アメリカにも美味しい豆腐があることを知ってほしい・・・
ーHodo Soy Beaneryー CEOミン・ツァイ氏の挑戦

スーパーに並んだHodoのおそうざい:Ⓒ Hiroki Nakayama

“カリフォルニア・ネイティブ”の豆腐専門店、Hodo Soy Beanery
ベトナム系ファウンダー、ツァイさんが金融マンをやめて豆腐マスターになったわけ Vol.5/シリーズ・パートI

by 岩渕 潤子(いわぶち・じゅんこ)/AGROSPACIA編集長

日本人が経営する日本料理店はなぜはやらないのか?

 アメリカでアジア系の料理はどれも人気が高く、日本料理の評価も当然高い。ただ、このSushirritoにしても、日本人が経営する店ではないのだ。

 日本料理が北米に紹介されて数十年(北米への日本移民の歴史を考えれば100年以上)が経過し、寿司、照り焼きをはじめとする日本料理はそれなりの人気を得ている。とはいえ、北米で人気の大衆的な日本料理店の経営は、韓国、中国、場合によってはメキシコ人など、非日系の経営者によるものばかり。

 近年人気のアジア系レストランといえば、経営学(ツァイさん自身もNYのコロンビア大学で経済学を学んでいる)や洗練されたブランディングのノウハウを身につけたベトナム系アメリカ人によるベトナム料理店が注目を集め、日本料理の地位向上は頭打ちとなっているように見える。

 ツァイさんが言うところの、「日本料理がアジアの料理におけるフランス料理的な地位を占めているとしたら、ベトナム料理はイタリア料理に相当する地位を獲得した」というぐらい、ベトナム料理は、この二十年で「カジュアルだけどオシャレ」なイメージを広くアメリカ社会に定着させている。

 価格帯の幅広さにもよるのかも知れないが、ベトナム料理の顧客層は高級店であっても若者が多く華やいでいるのに対し、日本料理店では高齢者が多く目につくような気がするのも気になるところだ。
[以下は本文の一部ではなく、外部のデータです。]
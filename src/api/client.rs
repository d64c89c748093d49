use reqwest::header::ACCEPT;
use reqwest::{Client, RequestBuilder, Url};
use serde::de::DeserializeOwned;
use serde::Serialize;
use std::sync::Arc;
use std::time::{Duration, Instant};
use uuid::Uuid;

use super::error::ApiError;
use crate::metrics::ClientMetrics;
use crate::utils::{retry_if, IsTransient, RetryConfig, RetryResult};

// ============================================================================
// REST Client
// ============================================================================
//
// Thin reqwest wrapper shared by every endpoint group. Each request carries
// a request id, the bearer token when one is configured, and is timed and
// counted. Only reads opt into the retry policy.
//
// ============================================================================

pub const TRANSACTION_CLOSED_MESSAGE: &str = "Transaction already closed";

/// Which failed reads get another attempt
#[derive(Debug, Clone, PartialEq)]
pub struct ReadRetryPolicy {
    pub config: RetryConfig,
    /// Server messages (case-insensitive substrings) worth retrying
    pub retryable_messages: Vec<String>,
    /// Also retry timeouts, connect failures and gateway errors
    pub retry_network_errors: bool,
}

impl Default for ReadRetryPolicy {
    fn default() -> Self {
        Self {
            config: RetryConfig::fixed(3, Duration::from_secs(1)),
            retryable_messages: vec![TRANSACTION_CLOSED_MESSAGE.to_string()],
            retry_network_errors: false,
        }
    }
}

impl ReadRetryPolicy {
    pub fn disabled() -> Self {
        Self {
            config: RetryConfig::disabled(),
            retryable_messages: Vec::new(),
            retry_network_errors: false,
        }
    }

    pub fn should_retry(&self, error: &ApiError) -> bool {
        (self.retry_network_errors && error.is_transient())
            || self
                .retryable_messages
                .iter()
                .any(|message| error.message_contains(message))
    }
}

#[derive(Debug, Clone)]
pub struct ApiConfig {
    pub base_url: Url,
    pub token: Option<String>,
    pub timeout: Duration,
    pub read_retry: ReadRetryPolicy,
}

impl ApiConfig {
    pub fn new(base_url: Url) -> Self {
        Self {
            base_url,
            token: None,
            timeout: Duration::from_secs(30),
            read_retry: ReadRetryPolicy::default(),
        }
    }

    pub fn with_token(mut self, token: impl Into<String>) -> Self {
        self.token = Some(token.into());
        self
    }

    pub fn with_read_retry(mut self, read_retry: ReadRetryPolicy) -> Self {
        self.read_retry = read_retry;
        self
    }
}

#[derive(Debug, Clone)]
pub struct ApiClient {
    http: Client,
    config: Arc<ApiConfig>,
    metrics: Arc<ClientMetrics>,
}

impl ApiClient {
    pub fn new(config: ApiConfig, metrics: Arc<ClientMetrics>) -> Result<Self, ApiError> {
        let http = Client::builder()
            .timeout(config.timeout)
            .user_agent(concat!("marketplace-client/", env!("CARGO_PKG_VERSION")))
            .build()?;

        Ok(Self {
            http,
            config: Arc::new(config),
            metrics,
        })
    }

    pub fn config(&self) -> &ApiConfig {
        &self.config
    }

    pub fn metrics(&self) -> &Arc<ClientMetrics> {
        &self.metrics
    }

    /// Base URL plus percent-encoded path segments
    pub(crate) fn endpoint(&self, segments: &[&str]) -> Result<Url, ApiError> {
        let mut url = self.config.base_url.clone();
        url.path_segments_mut()
            .map_err(|()| ApiError::InvalidUrl(self.config.base_url.to_string()))?
            .pop_if_empty()
            .extend(segments);
        Ok(url)
    }

    pub(crate) fn get(&self, url: Url) -> RequestBuilder {
        self.http.get(url)
    }

    pub(crate) fn post<B: Serialize + ?Sized>(&self, url: Url, body: &B) -> RequestBuilder {
        self.http.post(url).json(body)
    }

    pub(crate) fn patch<B: Serialize + ?Sized>(&self, url: Url, body: &B) -> RequestBuilder {
        self.http.patch(url).json(body)
    }

    /// Send one request and decode a 2xx JSON body
    pub(crate) async fn send<T: DeserializeOwned>(
        &self,
        endpoint: &'static str,
        builder: RequestBuilder,
    ) -> Result<T, ApiError> {
        let request_id = Uuid::new_v4();
        let mut builder = builder
            .header(ACCEPT, "application/json")
            .header("x-request-id", request_id.to_string());
        if let Some(token) = self.config.token.as_deref() {
            builder = builder.bearer_auth(token);
        }

        let request = builder.build()?;
        let method = request.method().clone();

        tracing::debug!(
            endpoint = endpoint,
            method = %method,
            url = %request.url(),
            request_id = %request_id,
            "Sending request"
        );

        let started = Instant::now();
        let response = match self.http.execute(request).await {
            Ok(response) => response,
            Err(error) => {
                self.metrics.record_request(
                    endpoint,
                    method.as_str(),
                    "network_error",
                    started.elapsed().as_secs_f64(),
                );
                tracing::warn!(
                    endpoint = endpoint,
                    request_id = %request_id,
                    error = %error,
                    "Request failed before a response arrived"
                );
                return Err(ApiError::Network(error));
            }
        };

        let status = response.status();
        let body = response.text().await?;
        self.metrics.record_request(
            endpoint,
            method.as_str(),
            status.as_str(),
            started.elapsed().as_secs_f64(),
        );

        if !status.is_success() {
            let error = ApiError::from_response(status.as_u16(), &body);
            tracing::warn!(
                endpoint = endpoint,
                request_id = %request_id,
                status = status.as_u16(),
                error = %error,
                "Backend rejected request"
            );
            return Err(error);
        }

        serde_json::from_str::<T>(&body)
            .map_err(|error| ApiError::InvalidResponse(format!("{endpoint}: {error}")))
    }

    /// GET under the read retry policy
    pub(crate) async fn get_with_retry<T, Q>(
        &self,
        endpoint: &'static str,
        url: Url,
        query: &Q,
    ) -> Result<T, ApiError>
    where
        T: DeserializeOwned,
        Q: Serialize + ?Sized,
    {
        let policy = &self.config.read_retry;
        let mut attempts = 0;

        let result = retry_if(
            &policy.config,
            |error: &ApiError| policy.should_retry(error),
            |attempt| {
                attempts = attempt;
                if attempt > 1 {
                    self.metrics.record_retry_attempt(endpoint, attempt);
                }
                self.send(endpoint, self.get(url.clone()).query(query))
            },
        )
        .await;

        if attempts > 1 {
            self.metrics
                .record_retry_outcome(endpoint, matches!(result, RetryResult::Success(_)));
        }
        result.into_result()
    }
}
use async_trait::async_trait;
use uuid::Uuid;

use super::client::ApiClient;
use super::error::ApiError;
use crate::domain::payment::{PaymentIntent, PaymentIntentRequest};

// ============================================================================
// Payments Endpoint
// ============================================================================
//
// POST /payments/intent
//
// Each call carries a fresh Idempotency-Key so the backend can collapse a
// resent request into the intent it already created.
//
// ============================================================================

pub const IDEMPOTENCY_KEY_HEADER: &str = "Idempotency-Key";

#[cfg_attr(test, mockall::automock)]
#[async_trait]
pub trait PaymentsApi: Send + Sync {
    async fn create_intent(&self, request: &PaymentIntentRequest) -> Result<PaymentIntent, ApiError>;
}

#[async_trait]
impl PaymentsApi for ApiClient {
    async fn create_intent(&self, request: &PaymentIntentRequest) -> Result<PaymentIntent, ApiError> {
        let url = self.endpoint(&["payments", "intent"])?;
        let idempotency_key = Uuid::new_v4();

        let builder = self
            .post(url, request)
            .header(IDEMPOTENCY_KEY_HEADER, idempotency_key.to_string());
        let intent: PaymentIntent = self.send("payments.intent", builder).await?;

        tracing::info!(
            order_id = %request.order_id,
            method = request.method.name(),
            intent_id = %intent.id,
            status = %intent.status,
            "💳 Payment intent created"
        );

        Ok(intent)
    }
}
 ベトナム人が経営するベトナム料理店からスター・シェフが誕生し、次々とメインストリームの米メディアで取りあげられるのを目にすると、一部の高級店を除いて、「日本人が経営する日本料理店はなぜ流行らないのか」を解明し、日本的な食文化を、北米の食材を活かしながら、北米の料理として再定義することは火急の課題のように思われる。

 無闇に「純日本風の味付け」や「日本から空輸した高級食材」にこだわる伝統的な日本料理は、「ガラパゴス的」と言われるようになった、細部にこだわり過ぎて競争力を失ってしまった日本の携帯電話や家電製品のイメージと重なるものがある。


マレーシア人シェフが味付けを決めるわけ

 広くアメリカの家庭料理として日本料理を定着させるためには、カリフォルニア、オレゴン、ポートランドなど、西海岸でとれる食材を活用した北米にふさわしい日本食のローカライゼーション(現地適正化)が必要で、そのためのメニュー開発と商品化は、日本企業、あるいは、日本的ビジネス・モデルのグローバル化、次世代へ向けてのイノベーション・デザインを考える上で大いに参考になるような気がした。

 豆腐に関していうなら、「美味しい豆腐といえば、繊細な日本の豆腐づくりが世界一だ」とやみくもに主張して、ベトナム人の作る豆腐に戦いを挑むのではなく、アメリカでも生活習慣病を回避するための健康的な食生活のあり方に注目が集まっている今だからこそ、アメリカ人の生活文化に馴染む豆腐料理の提案で協力し合って、アジア食材の市場を一緒に広げて行ったら良いのではないかと思う。

 「アメリカ人の口に合う豆腐や湯葉の食べ方」という点では、ツァイさんも苦労しながら試行錯誤しており、もともとアメリカ人の食文化の中には存在しなかった食材なので、ベジタリアン向けの、野菜サラダのトッピングとしての味付けした湯葉や、五角スパイス風味の一口厚揚げなど、いずれも味が濃く、インパクトのある調理済商品をスーパー向けに提供している。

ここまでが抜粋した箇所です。